На первый взгляд, доминанта каждой из этих поэтических книг определялась не художественной волей поэта, а постепенно возраставшей мерой допустимого. Но чрезвычайное богатство накопленного к моменту позднего «разрешения от уз»: в области лирических тем и сюжетов (от нежнейших пейзажей и календарно-сезонных импрессий до инфернальных окраин жизни — бойни, зверинца, крематория), в сфере интонации и лексики (от классически закругленного мелодического рисунка и ораторского напряжения до фамильярной беседы и скоморошьего говорка, от фольклорной и архаической стилизации до провинциального просторечия и московско-интеллигентского арго), в наборе жанров (стихотворная хроника и новелла, портрет, ролевая лирика, исповедь, инвектива), в ритмико-строфическом репертуаре, — а наряду с этим углубленная рефлексия по поводу смысла и динамики своего творчества, — позволили поэту осуществить каждую из книг как оригинальную композицию с собственной имманентной логикой, как единое «слово» и «имя» (ср. слова поэта о мире «во мне»: «Да будет он не скопищем имен, / Но Именем всеобщим и единым!»). Их даже можно соотнести с тремя поочередно преобладающими стихиями — соответственно с «водой», «воздухом» и «огнем» (при всеприсутствии четвертой стихии — «земли», почвы).

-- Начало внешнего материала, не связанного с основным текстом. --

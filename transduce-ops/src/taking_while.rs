// Copyright 2025 Umberto Gotti <umberto.gotti@umbertogotti.dev>
// Licensed under the Apache License, Version 2.0
// http://www.apache.org/licenses/LICENSE-2.0

//! Taking-while transducer: forwards elements until a predicate first fails.

use transduce_core::{Reducer, Result, Step, Transducer};

/// Transducer returned by [`taking_while`].
#[derive(Debug, Clone, Copy)]
pub struct TakingWhile<P> {
    predicate: P,
}

/// Forwards elements while `predicate` holds.
///
/// The first element failing the predicate is dropped and the reducer
/// signals [`Step::Done`]; the predicate is never evaluated again for that
/// reducer instance.
///
/// # Examples
///
/// ```rust
/// use transduce_core::{transduce, Sum};
/// use transduce_ops::taking_while;
///
/// let total = transduce(1.., taking_while(|x: &u64| *x <= 4), Sum, 0).unwrap();
/// assert_eq!(total, 10);
/// ```
pub fn taking_while<A, P>(predicate: P) -> TakingWhile<P>
where
    P: FnMut(&A) -> bool + Clone,
{
    TakingWhile { predicate }
}

impl<A, P> Transducer<A, A> for TakingWhile<P>
where
    P: FnMut(&A) -> bool + Clone,
{
    type Output<R> = TakenWhile<P, R>;

    fn apply<R>(&self, downstream: R) -> Self::Output<R> {
        TakenWhile {
            predicate: self.predicate.clone(),
            downstream,
            finished: false,
        }
    }
}

/// Reducer produced by applying a [`TakingWhile`].
#[derive(Debug, Clone)]
pub struct TakenWhile<P, R> {
    predicate: P,
    downstream: R,
    finished: bool,
}

impl<Acc, A, P, R> Reducer<Acc, A> for TakenWhile<P, R>
where
    P: FnMut(&A) -> bool,
    R: Reducer<Acc, A>,
{
    fn step(&mut self, acc: Acc, item: A) -> Result<Step<Acc>> {
        if self.finished || !(self.predicate)(&item) {
            self.finished = true;
            return Ok(Step::Done(acc));
        }
        self.downstream.step(acc, item)
    }
}
// Copyright 2025 Umberto Gotti <umberto.gotti@umbertogotti.dev>
// Licensed under the Apache License, Version 2.0
// http://www.apache.org/licenses/LICENSE-2.0

use std::io;
use transduce_error::{IntoTransduceError, Result, ResultExt, TransduceError};

#[test]
fn test_error_display() {
    let err = TransduceError::invalid_argument("take count must be non-negative");
    assert_eq!(
        err.to_string(),
        "Invalid argument: take count must be non-negative"
    );

    let err = TransduceError::step_failed("mapping");
    assert_eq!(err.to_string(), "Reduction step failed: mapping");
}

#[test]
fn test_error_constructors() {
    let err = TransduceError::invalid_argument("n");
    assert!(matches!(err, TransduceError::InvalidArgument { .. }));

    let err = TransduceError::user_error(io::Error::other("boom"));
    assert!(matches!(err, TransduceError::UserError(_)));
}

#[test]
fn test_classification() {
    assert!(TransduceError::invalid_argument("n").is_construction_error());
    assert!(!TransduceError::invalid_argument("n").is_user_error());

    assert!(TransduceError::user_error(io::Error::other("boom")).is_user_error());
    assert!(TransduceError::step_failed("boom").is_user_error());
    assert!(!TransduceError::step_failed("boom").is_construction_error());
}

#[test]
fn test_result_context_wraps_user_error() {
    let result: Result<()> = Err(TransduceError::UserError("bad element".into()));

    let err = result.context("while mapping").unwrap_err();

    assert!(matches!(err, TransduceError::StepFailed { .. }));
    assert!(err.to_string().contains("while mapping"));
    assert!(err.to_string().contains("bad element"));
}

#[test]
fn test_result_context_preserves_other_errors() {
    let result: Result<()> = Err(TransduceError::invalid_argument("n"));

    let err = result.context("while building").unwrap_err();

    assert!(matches!(err, TransduceError::InvalidArgument { .. }));
}

#[test]
fn test_result_with_context_is_lazy_on_ok() {
    let result: Result<i32> = Ok(42);

    let value = result
        .with_context(|| panic!("context must not be evaluated"))
        .unwrap();

    assert_eq!(value, 42);
}

#[test]
fn test_into_transduce_error() {
    let err = io::Error::other("disk").into_transduce();
    assert!(matches!(err, TransduceError::UserError(_)));

    let err = io::Error::other("disk").into_transduce_error("loading source");
    assert_eq!(err.to_string(), "Reduction step failed: loading source: disk");
}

Начиная с первых откликов критика неизменно подчеркивала связь Чухонцева с магистральными традициями русской поэзии и русского стиха, что, конечно, требует сужающего уточнения. Помимо сознательного «пушкинианства» (вплоть до ориентации на конкретные образцы: «Прощанье со старыми тетрадями», «Поэт и редактор»), Чухонцеву родственны Е. Баратынский, а также поздний В. Ходасевич (последний — слиянием окрыленности и жестокой прозы, зрительной пластикой и «метафизикой» звука, вслушиванием в позывные разлаженного мира). Вместе с тем специфическая интонация Чухонцева выходит за классические рамки; он широко обращается к обрывистым и нерасчлененным конструкциям внутренней речи (примерно того же добивались одновременно с ним андеграундные поэты-«минималисты», абсолютизируя, однако, синтаксически недооформленную речь — как навязчивый прием) — к речи, изобилующей неуверенно-вопросительными оборотами, неопределенными местоимениями, бормотливыми присловьями. Интровертивный «мысленный лепет» («Не холодно, а дует./Не дует, а скребет…/Не голодно, а давит./Не давит, а свербит»; «рано ли — все равно/Поздно ли — все едино») неожиданным образом становится уловителем сигналов из недр бытия и родной истории: «…какой-то звук о той земле, какой-то призвук резкий..».

У поэта, углубленного в себя вплоть до декларируемого эгоцентризма («Для художника убийственно об общем думать больше, чем о своем» — «Чистый звук»), то и дело звучит полновесное «мы», объединяющее его не только с товарищами по «гибельному поприщу» («нас валят — а мы поем»), не только с многострадальными Иовами обтекающей нас жизни («Послевоенная баллада», «Семен Усуд»), но и с чередой поколений («а мы в походе, и он все длится»), слагающих нацию, ее «общие стены». «Будь, Муза, с теми, кто в толпе…/будь там, где лихо без сумы,/забытое, быть может, Богом,/бредет по свету, там, где мы/влачимся по своим дорогам» («Однофамилец»), — такова принципиальная реплика Чухонцева А. Блоку, подхватывающая тему Пролога к «Возмездию» («Но песня — песнью все пребудет,/В толпе все кто-нибудь поет») и вместе с тем — полемическая. Для Блока с его вагнерианством и «антимещанской» мечтой о «человеке-артисте» положение поэта «в толпе» («Как все, как вы, — лишь умный раб») — вынужденная уступка веку, когда сам Зигфрид, сам «герой уж не разит свободно,/Его рука — в руке народной». Как бы вторя поэту начала «века масс» («когда и я не лучше их,/и все мы из того же теста»), поэт исхода этого века («после Аушвица и ГУЛАГа») смещает акценты с ностальгической героики на евангельское самоуподобление «малым сим», которое должно составить не слабость его (ср. у Блока: «а я беспомощен и слаб»), а исток именно артистической силы: «Но тот, кому Слово дано,/себя совмещает со всеми». Бессознательная полемичность тем заметнее, что именно Блок оказался дорог Чухонцеву (см. «Чистый звук») не символистским каноном поэтики, а более интимно — даром вникания в «подземный» ход истории, в ее тектонические толчки из минувшего и предвестья эсхатологического прорыва. Этот сугубо лирический историзм и делает образ «слухового окна» центральной метафорой поэзии Чухонцева: «темна наша будущность, как пугачевская башня» (стихотворение «Напротив Бутырок играет оркестр духовой…»), — но через «слух на кровле», ближе к небу, можно скорее ощутить, чем увидеть «просвет цветущий иного бытия» (стихотворение «Напоминание об Ивике»).

Литературная судьба Чухонцева парадоксальна: опережающее несовпадение с эпохой, на которую пришлась юность поэта (не только с официозом, но и с либеральным «шестидесятничеством») — и совмещенность с ритмами «большой» истории; многолетнее видимое отсутствие в литературной жизни — и невидимое влиятельное в ней присутствие; драматичная неосуществленность исходных замыслов — и зрелое их осуществление годы спустя в преображенном духовным опытом виде. В целом: «поражение в правах» творческой личности поэта — и, ценою потерь, конечная победа поэзии.